Problem details: Go to the line containing "days to schedule" in the records below and print it and every following line exactly, on through the line containing "the user config", then stop.
_ _ _
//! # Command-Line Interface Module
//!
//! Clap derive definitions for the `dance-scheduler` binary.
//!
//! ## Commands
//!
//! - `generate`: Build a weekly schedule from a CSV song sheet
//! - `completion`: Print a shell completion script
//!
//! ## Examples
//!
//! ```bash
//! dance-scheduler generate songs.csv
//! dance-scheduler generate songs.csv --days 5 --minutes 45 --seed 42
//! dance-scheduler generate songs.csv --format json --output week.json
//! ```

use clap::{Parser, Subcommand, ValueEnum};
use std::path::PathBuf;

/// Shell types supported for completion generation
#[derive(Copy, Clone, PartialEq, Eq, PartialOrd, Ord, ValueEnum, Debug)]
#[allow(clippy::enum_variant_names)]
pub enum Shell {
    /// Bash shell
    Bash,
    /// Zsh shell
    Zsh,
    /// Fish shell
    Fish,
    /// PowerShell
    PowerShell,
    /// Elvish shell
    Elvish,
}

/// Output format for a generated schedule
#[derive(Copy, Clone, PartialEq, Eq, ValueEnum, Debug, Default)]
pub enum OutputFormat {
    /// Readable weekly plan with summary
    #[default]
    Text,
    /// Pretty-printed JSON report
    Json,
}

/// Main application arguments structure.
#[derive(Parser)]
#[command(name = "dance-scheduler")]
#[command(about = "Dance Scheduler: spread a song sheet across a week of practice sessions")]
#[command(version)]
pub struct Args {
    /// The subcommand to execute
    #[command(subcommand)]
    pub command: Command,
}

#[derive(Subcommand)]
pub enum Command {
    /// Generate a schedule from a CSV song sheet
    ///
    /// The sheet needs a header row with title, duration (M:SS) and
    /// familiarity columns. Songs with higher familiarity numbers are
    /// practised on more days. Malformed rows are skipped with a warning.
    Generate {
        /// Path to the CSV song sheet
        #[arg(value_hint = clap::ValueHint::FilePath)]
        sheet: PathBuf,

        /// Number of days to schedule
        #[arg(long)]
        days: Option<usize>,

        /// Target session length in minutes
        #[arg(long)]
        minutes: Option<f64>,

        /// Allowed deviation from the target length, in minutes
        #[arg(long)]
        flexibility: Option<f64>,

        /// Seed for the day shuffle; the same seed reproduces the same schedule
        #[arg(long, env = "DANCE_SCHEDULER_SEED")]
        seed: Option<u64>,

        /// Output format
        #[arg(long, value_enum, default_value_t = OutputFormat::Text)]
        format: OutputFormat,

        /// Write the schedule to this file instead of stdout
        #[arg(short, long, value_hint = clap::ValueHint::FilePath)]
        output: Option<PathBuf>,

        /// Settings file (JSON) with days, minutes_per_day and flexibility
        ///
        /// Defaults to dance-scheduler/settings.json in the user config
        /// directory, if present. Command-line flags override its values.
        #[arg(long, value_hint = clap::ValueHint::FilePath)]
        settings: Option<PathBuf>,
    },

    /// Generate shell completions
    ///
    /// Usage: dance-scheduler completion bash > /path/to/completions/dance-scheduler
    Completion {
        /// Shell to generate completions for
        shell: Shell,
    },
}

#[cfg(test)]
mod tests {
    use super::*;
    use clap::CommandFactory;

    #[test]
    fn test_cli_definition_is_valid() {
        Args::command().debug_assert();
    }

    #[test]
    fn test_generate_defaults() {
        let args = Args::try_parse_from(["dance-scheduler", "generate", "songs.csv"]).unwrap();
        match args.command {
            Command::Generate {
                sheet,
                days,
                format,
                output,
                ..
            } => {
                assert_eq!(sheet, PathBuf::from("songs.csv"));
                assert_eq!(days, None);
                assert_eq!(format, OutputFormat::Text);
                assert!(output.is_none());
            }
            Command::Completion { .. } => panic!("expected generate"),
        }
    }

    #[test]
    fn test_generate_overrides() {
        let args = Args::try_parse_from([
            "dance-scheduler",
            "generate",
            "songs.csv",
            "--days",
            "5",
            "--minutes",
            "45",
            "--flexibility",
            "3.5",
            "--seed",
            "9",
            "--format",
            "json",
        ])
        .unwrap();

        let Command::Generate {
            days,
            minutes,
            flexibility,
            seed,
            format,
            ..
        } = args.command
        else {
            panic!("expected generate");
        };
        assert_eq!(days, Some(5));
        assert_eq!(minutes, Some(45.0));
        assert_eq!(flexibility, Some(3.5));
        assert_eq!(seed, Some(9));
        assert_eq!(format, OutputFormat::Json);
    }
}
_ _ _
Answer for the task:
        /// Number of days to schedule
        #[arg(long)]
        days: Option<usize>,

        /// Target session length in minutes
        #[arg(long)]
        minutes: Option<f64>,

        /// Allowed deviation from the target length, in minutes
        #[arg(long)]
        flexibility: Option<f64>,

        /// Seed for the day shuffle; the same seed reproduces the same schedule
        #[arg(long, env = "DANCE_SCHEDULER_SEED")]
        seed: Option<u64>,

        /// Output format
        #[arg(long, value_enum, default_value_t = OutputFormat::Text)]
        format: OutputFormat,

        /// Write the schedule to this file instead of stdout
        #[arg(short, long, value_hint = clap::ValueHint::FilePath)]
        output: Option<PathBuf>,

        /// Settings file (JSON) with days, minutes_per_day and flexibility
        ///
        /// Defaults to dance-scheduler/settings.json in the user config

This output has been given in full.